- **Task brief**
Read through the listing, and wherever a line holds the word "anyhow", return it.

= = = =

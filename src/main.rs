//! A2A QA agent server binary

use anyhow::Context;
use clap::Parser;

use a2a_qa_agent::agent::QaAgent;
use a2a_qa_agent::llm::{CompletionClient, LlmConfig};
use a2a_qa_agent::server::{self, AppState};

/// Run the QA agent A2A server
#[derive(Debug, Parser)]
#[command(version, about)]
struct Args {
    /// Host to bind the server
    #[arg(long, default_value = "127.0.0.1")]
    host: String,

    /// Port to bind the server
    #[arg(long, default_value_t = 9009)]
    port: u16,

    /// URL to advertise in the agent card
    #[arg(long)]
    card_url: Option<String>,
}

#[tokio::main]
async fn main() -> anyhow::Result<()> {
    tracing_subscriber::fmt()
        .with_env_filter(
            tracing_subscriber::EnvFilter::try_from_default_env()
                .unwrap_or_else(|_| "info".into()),
        )
        .init();

    let args = Args::parse();

    let config = LlmConfig::from_env()
        .context("DASHSCOPE_API_KEY must be set in the environment")?;
    let agent = QaAgent::new(CompletionClient::new(config));

    let url = server::advertised_url(&args.host, args.port, args.card_url.as_deref());
    let state = AppState::new(agent, server::agent_card(&url));

    server::serve(&args.host, args.port, state).await
}
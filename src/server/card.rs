//! Agent Card construction
//!
//! Builds the static discovery document served at
//! `/.well-known/agent-card.json`. The card never changes at runtime; only
//! the advertised URL depends on startup arguments.

use crate::llm::DEFAULT_MODEL;
use crate::protocol::{AgentCapabilities, AgentCard, AgentSkill};

/// Resolve the URL advertised in the agent card
///
/// An explicit `--card-url` wins; otherwise the bind address is advertised.
pub fn advertised_url(host: &str, port: u16, card_url: Option<&str>) -> String {
    match card_url {
        Some(url) => url.to_string(),
        None => format!("http://{}:{}/", host, port),
    }
}

/// Build the agent card for this server
pub fn agent_card(url: &str) -> AgentCard {
    let skill = AgentSkill::new(
        "general-qa",
        "General Question Answering",
        "Answer questions on various topics including technology, science, \
         coding, and general knowledge using a hosted large language model.",
    )
    .with_tags(vec![
        "qa".to_string(),
        "llm".to_string(),
        "general-purpose".to_string(),
    ])
    .with_examples(vec![
        "What is the difference between 5G and 4G?".to_string(),
        "Explain how machine learning works".to_string(),
        "Write a Rust function to sort a vector".to_string(),
        "What are the key features of the A2A protocol?".to_string(),
    ]);

    AgentCard::builder()
        .name("General QA Agent")
        .description(format!(
            "An LLM-powered agent that answers questions and assists with \
             various tasks over the A2A protocol, backed by the {} model.",
            DEFAULT_MODEL
        ))
        .url(url)
        .version(env!("CARGO_PKG_VERSION"))
        .default_input_modes(vec!["text".to_string()])
        .default_output_modes(vec!["text".to_string()])
        .capabilities(AgentCapabilities::new().with_streaming())
        .skill(skill)
        .build()
}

= = = =

- **Response area**
use anyhow::Context;
async fn main() -> anyhow::Result<()> {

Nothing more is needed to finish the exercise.